• Assigned task:
Only one stretch of the data below is needed. Output the lines from the one with "use soroban_sdk::testutils::Address as _;" up to and including the one with "assert_eq!(s.client.amount_owed(), 0);", exactly as they stand.

** Data for this exercise follows **

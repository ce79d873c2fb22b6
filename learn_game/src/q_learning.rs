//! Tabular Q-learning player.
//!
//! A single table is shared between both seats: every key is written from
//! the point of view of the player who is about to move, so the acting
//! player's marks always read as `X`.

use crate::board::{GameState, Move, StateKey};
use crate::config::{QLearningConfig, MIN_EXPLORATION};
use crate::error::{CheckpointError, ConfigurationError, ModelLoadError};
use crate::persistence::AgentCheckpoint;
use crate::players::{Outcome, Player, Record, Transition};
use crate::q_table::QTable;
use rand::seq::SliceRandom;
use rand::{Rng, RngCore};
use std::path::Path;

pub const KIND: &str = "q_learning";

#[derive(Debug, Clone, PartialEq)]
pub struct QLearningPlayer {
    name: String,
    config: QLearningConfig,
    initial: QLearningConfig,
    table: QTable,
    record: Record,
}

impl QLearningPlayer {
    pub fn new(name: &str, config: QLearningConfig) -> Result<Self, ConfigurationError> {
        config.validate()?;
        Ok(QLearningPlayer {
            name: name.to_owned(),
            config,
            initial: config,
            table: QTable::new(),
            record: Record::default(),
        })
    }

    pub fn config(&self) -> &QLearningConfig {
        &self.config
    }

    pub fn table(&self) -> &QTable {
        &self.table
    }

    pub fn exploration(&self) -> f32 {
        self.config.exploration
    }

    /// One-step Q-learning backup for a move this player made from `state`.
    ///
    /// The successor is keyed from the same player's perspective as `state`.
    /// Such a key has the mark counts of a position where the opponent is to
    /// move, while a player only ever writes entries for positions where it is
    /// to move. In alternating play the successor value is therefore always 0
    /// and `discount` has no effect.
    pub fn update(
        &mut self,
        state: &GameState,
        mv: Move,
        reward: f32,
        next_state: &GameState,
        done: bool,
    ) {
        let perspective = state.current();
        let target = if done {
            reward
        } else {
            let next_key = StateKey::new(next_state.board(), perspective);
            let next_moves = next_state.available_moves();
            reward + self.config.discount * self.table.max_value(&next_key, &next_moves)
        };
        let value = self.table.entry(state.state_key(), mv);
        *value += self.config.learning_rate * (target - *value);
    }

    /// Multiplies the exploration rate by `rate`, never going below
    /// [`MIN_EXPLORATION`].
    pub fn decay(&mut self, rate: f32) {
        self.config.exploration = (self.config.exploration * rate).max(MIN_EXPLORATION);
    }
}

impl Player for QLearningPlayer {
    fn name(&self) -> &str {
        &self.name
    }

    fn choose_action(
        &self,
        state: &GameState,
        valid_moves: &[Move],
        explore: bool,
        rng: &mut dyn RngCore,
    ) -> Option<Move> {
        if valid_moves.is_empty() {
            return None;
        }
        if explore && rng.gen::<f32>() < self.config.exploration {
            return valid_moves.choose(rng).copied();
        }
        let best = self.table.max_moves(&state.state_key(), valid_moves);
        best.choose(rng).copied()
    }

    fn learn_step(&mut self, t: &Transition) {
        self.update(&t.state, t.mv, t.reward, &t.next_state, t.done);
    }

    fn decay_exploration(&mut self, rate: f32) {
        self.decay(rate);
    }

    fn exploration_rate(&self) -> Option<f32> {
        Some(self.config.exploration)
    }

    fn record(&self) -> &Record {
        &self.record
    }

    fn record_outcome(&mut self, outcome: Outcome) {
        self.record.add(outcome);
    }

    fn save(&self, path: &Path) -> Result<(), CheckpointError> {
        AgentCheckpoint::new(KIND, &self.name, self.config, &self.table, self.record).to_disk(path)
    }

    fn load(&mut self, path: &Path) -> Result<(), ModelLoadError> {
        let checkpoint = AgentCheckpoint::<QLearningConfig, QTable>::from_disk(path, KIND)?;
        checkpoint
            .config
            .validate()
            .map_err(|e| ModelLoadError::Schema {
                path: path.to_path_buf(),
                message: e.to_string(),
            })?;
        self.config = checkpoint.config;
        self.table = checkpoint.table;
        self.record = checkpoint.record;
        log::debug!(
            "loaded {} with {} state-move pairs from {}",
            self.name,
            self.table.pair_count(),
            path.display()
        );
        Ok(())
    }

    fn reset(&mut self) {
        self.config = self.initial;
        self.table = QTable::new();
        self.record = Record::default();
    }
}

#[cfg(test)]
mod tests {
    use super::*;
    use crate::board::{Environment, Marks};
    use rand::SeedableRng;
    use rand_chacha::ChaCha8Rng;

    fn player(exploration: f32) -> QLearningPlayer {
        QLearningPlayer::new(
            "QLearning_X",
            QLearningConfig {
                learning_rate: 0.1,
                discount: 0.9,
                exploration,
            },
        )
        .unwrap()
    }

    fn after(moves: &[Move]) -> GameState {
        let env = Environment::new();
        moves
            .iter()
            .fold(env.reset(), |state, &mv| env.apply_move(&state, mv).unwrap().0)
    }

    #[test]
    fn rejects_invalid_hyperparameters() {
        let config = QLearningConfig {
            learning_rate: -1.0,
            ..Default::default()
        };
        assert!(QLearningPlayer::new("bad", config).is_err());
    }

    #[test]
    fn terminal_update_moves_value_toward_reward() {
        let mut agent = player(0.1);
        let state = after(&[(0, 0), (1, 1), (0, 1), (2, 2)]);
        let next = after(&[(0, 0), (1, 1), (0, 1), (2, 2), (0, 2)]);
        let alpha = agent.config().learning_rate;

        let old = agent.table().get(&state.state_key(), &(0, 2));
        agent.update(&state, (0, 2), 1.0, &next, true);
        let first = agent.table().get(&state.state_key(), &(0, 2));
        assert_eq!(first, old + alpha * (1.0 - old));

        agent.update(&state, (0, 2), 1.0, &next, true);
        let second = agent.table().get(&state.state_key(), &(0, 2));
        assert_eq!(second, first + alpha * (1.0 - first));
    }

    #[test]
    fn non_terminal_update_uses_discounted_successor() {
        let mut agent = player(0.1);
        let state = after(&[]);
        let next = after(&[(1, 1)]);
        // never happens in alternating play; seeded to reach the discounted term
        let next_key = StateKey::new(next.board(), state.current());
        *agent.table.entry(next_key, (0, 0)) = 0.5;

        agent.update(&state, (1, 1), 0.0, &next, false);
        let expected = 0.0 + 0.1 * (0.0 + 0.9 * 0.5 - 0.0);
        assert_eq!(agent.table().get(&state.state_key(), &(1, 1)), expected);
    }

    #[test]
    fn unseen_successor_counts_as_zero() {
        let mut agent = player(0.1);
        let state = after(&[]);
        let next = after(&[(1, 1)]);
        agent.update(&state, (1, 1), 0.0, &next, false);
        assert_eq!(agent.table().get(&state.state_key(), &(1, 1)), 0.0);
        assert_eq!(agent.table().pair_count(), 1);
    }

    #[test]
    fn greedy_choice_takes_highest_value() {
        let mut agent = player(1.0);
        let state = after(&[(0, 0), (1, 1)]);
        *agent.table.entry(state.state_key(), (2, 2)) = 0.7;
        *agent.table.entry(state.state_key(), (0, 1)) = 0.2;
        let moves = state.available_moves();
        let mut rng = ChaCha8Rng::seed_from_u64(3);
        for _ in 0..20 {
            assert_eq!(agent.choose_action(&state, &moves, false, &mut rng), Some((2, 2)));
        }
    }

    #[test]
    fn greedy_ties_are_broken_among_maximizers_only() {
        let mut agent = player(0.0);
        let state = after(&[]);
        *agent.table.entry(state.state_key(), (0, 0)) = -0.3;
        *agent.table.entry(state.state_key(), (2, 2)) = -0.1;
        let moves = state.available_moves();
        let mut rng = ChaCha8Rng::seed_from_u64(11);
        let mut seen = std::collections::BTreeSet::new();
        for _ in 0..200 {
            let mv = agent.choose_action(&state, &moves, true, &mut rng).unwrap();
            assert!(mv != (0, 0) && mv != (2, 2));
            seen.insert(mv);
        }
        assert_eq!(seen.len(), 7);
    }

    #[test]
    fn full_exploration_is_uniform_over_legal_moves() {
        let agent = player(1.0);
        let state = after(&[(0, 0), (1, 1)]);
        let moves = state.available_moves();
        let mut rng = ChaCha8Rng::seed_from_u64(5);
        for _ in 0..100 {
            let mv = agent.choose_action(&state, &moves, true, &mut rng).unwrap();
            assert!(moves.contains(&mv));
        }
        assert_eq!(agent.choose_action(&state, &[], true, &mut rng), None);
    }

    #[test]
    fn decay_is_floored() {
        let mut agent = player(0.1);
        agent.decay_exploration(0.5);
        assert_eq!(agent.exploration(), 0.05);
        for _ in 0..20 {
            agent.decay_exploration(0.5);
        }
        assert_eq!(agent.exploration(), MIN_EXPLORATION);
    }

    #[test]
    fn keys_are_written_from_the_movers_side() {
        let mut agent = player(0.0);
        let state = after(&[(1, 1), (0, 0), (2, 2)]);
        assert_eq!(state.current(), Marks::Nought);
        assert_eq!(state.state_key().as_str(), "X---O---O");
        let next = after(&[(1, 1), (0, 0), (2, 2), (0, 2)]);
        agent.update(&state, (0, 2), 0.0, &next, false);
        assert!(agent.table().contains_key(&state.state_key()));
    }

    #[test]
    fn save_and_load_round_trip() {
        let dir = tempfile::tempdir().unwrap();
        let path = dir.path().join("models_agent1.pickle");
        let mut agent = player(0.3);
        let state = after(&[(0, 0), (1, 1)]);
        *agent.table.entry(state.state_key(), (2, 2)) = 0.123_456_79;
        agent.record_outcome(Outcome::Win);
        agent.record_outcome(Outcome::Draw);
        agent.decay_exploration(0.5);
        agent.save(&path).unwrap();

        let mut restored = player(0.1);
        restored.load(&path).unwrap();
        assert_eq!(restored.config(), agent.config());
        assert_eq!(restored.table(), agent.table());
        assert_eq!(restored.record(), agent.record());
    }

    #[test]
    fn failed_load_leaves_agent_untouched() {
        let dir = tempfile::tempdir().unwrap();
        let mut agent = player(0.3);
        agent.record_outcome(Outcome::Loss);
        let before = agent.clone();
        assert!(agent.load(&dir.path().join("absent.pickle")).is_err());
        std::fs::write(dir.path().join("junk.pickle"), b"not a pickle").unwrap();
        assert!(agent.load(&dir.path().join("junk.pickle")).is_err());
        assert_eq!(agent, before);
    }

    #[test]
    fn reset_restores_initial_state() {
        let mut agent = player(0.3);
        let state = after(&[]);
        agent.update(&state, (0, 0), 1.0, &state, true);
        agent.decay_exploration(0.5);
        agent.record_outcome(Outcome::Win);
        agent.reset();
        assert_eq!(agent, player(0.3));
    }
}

** End of Data for this exercise **
** Data for this exercise follows **

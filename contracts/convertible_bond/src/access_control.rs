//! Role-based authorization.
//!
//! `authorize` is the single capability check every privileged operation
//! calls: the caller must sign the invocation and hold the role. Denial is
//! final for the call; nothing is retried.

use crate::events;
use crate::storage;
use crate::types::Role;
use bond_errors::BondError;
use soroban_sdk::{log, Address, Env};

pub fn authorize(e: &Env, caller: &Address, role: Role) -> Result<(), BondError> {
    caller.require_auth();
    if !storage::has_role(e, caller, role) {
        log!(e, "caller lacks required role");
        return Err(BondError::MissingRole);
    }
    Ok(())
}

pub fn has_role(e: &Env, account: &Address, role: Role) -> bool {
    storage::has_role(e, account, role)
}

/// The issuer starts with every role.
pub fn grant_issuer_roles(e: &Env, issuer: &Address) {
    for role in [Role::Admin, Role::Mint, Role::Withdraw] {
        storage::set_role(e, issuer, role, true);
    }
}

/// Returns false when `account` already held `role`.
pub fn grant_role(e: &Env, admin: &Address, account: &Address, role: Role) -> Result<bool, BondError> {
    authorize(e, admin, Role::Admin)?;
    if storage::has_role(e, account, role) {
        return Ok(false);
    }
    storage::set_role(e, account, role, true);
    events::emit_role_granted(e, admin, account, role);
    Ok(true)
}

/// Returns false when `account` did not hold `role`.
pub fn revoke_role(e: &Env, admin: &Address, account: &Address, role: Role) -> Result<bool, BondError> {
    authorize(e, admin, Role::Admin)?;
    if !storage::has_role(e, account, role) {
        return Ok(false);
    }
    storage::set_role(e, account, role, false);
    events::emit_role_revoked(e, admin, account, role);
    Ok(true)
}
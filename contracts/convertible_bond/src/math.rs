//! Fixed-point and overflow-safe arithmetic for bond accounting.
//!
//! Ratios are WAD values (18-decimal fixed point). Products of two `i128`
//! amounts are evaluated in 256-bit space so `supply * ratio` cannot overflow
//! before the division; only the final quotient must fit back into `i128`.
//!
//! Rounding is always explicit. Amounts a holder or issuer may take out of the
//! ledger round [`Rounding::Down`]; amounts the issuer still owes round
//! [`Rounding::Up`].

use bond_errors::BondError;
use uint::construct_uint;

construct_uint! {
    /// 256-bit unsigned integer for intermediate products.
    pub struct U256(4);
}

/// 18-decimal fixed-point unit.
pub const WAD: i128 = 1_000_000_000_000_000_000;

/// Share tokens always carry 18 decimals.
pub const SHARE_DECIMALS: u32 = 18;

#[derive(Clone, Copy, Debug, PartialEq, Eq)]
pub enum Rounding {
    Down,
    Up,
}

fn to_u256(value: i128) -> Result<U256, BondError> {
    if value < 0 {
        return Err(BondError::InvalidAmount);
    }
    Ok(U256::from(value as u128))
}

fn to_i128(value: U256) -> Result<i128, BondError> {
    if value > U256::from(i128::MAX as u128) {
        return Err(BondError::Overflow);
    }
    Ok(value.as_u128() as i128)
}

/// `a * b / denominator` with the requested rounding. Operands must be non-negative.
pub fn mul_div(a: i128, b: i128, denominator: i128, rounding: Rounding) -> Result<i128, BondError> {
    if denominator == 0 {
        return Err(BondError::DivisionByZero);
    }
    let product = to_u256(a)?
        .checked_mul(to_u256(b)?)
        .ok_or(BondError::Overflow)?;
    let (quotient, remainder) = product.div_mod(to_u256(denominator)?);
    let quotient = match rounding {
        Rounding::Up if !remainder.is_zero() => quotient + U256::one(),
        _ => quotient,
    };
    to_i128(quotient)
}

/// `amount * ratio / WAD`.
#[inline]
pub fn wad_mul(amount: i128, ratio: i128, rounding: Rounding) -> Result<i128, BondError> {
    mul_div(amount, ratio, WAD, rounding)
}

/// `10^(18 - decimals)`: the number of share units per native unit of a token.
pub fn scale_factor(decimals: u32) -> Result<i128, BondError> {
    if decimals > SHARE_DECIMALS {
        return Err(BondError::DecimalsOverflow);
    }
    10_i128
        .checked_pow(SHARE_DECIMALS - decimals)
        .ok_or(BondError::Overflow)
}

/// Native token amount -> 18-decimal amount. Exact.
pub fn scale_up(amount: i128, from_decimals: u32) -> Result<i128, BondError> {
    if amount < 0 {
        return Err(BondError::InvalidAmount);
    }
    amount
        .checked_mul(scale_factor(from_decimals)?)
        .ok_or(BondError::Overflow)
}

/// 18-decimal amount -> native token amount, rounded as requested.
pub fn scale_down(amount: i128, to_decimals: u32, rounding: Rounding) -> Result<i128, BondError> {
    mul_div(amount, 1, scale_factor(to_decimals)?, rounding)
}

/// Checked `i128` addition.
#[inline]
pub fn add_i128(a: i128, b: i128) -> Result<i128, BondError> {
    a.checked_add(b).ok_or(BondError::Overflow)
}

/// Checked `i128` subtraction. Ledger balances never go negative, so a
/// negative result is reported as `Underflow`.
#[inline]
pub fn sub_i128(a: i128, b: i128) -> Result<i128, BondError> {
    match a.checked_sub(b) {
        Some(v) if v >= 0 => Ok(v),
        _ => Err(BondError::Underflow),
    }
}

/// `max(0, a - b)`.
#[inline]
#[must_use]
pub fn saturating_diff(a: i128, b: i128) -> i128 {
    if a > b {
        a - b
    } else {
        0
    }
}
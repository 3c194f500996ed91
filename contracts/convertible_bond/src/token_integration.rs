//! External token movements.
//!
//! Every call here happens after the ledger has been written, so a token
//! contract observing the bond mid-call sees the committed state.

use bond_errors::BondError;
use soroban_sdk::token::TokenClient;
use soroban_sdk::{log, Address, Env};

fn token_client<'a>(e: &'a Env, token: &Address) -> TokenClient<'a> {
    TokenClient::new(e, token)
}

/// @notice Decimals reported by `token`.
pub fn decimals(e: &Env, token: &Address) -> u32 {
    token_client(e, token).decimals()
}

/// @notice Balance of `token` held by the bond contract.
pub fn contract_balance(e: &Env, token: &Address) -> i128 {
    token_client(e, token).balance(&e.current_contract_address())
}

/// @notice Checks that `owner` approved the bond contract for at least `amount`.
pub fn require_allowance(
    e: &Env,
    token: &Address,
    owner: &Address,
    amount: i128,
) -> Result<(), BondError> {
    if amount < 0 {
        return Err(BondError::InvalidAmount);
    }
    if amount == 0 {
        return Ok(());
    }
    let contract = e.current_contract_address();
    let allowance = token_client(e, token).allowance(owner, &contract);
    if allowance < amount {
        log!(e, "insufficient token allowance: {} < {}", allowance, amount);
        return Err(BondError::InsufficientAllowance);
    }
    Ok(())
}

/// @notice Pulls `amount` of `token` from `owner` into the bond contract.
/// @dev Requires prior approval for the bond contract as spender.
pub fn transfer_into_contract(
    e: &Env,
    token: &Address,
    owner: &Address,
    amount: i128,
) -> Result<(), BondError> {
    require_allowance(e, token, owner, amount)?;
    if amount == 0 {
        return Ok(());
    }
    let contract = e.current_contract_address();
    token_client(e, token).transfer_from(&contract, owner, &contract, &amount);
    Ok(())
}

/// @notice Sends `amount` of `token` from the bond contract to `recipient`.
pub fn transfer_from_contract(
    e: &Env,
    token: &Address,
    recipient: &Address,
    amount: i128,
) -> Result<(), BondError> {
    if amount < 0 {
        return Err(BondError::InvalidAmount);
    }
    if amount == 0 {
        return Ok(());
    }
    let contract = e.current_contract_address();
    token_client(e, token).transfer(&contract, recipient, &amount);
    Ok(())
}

** End of Data for this exercise **
** Data for this exercise follows **

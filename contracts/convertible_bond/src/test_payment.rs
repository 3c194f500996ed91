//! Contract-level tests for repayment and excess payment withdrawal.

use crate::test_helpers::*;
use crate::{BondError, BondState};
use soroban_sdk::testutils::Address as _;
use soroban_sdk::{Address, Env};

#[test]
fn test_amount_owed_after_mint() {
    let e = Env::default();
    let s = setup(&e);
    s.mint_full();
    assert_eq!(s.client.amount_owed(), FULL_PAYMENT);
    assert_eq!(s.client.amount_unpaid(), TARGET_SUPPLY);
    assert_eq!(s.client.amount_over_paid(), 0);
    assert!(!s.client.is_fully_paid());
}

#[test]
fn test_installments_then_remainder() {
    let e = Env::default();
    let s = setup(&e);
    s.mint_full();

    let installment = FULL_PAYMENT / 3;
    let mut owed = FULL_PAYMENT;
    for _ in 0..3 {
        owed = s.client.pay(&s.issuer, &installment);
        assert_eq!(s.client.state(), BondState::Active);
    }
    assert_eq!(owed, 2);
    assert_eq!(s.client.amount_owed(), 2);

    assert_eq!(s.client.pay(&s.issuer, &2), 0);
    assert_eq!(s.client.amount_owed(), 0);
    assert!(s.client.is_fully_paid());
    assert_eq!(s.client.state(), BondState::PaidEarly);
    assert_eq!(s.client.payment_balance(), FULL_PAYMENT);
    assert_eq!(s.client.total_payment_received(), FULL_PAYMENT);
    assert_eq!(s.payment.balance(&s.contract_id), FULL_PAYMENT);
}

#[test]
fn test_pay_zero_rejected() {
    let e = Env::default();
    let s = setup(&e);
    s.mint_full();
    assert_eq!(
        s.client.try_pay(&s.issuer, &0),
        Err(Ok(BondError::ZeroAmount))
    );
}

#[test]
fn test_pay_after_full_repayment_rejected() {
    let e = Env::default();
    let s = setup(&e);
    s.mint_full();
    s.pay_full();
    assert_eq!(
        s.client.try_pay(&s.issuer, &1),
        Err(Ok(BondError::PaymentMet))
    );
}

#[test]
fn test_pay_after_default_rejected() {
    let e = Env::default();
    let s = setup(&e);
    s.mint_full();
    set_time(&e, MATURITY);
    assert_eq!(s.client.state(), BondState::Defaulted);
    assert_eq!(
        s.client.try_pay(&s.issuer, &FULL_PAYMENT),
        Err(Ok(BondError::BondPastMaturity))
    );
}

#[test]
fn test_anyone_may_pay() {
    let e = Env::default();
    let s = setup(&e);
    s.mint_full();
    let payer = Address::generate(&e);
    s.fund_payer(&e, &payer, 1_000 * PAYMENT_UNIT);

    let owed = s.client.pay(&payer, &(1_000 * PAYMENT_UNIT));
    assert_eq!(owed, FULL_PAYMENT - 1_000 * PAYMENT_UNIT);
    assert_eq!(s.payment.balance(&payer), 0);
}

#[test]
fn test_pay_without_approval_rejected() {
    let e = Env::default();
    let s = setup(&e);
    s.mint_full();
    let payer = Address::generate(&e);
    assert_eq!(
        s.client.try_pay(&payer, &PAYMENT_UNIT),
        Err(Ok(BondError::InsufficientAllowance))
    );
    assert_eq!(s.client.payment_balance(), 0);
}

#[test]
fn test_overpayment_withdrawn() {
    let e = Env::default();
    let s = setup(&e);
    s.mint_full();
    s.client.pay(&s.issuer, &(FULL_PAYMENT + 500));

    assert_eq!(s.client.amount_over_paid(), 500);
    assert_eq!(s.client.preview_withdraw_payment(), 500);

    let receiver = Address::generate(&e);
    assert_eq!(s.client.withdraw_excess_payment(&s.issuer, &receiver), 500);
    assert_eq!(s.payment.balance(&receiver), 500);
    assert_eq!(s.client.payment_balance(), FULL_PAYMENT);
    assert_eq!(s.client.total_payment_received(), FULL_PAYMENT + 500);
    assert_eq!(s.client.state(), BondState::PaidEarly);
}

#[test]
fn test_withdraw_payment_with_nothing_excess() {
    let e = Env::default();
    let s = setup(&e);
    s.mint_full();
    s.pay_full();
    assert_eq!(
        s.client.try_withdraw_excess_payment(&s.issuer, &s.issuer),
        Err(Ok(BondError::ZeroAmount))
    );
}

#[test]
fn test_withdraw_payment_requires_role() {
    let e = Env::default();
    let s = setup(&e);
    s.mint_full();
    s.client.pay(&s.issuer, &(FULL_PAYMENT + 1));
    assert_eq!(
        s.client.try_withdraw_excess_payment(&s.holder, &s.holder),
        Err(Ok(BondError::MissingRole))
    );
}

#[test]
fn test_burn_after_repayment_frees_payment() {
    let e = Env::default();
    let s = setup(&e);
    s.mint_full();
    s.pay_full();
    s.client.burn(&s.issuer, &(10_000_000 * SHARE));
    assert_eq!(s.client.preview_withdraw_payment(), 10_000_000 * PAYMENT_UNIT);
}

** End of Data for this exercise **

• Answer box:
use soroban_sdk::testutils::Address as _;
use soroban_sdk::{Address, Env};

#[test]
fn test_amount_owed_after_mint() {
    let e = Env::default();
    let s = setup(&e);
    s.mint_full();
    assert_eq!(s.client.amount_owed(), FULL_PAYMENT);
    assert_eq!(s.client.amount_unpaid(), TARGET_SUPPLY);
    assert_eq!(s.client.amount_over_paid(), 0);
    assert!(!s.client.is_fully_paid());
}

#[test]
fn test_installments_then_remainder() {
    let e = Env::default();
    let s = setup(&e);
    s.mint_full();

    let installment = FULL_PAYMENT / 3;
    let mut owed = FULL_PAYMENT;
    for _ in 0..3 {
        owed = s.client.pay(&s.issuer, &installment);
        assert_eq!(s.client.state(), BondState::Active);
    }
    assert_eq!(owed, 2);
    assert_eq!(s.client.amount_owed(), 2);

    assert_eq!(s.client.pay(&s.issuer, &2), 0);
    assert_eq!(s.client.amount_owed(), 0);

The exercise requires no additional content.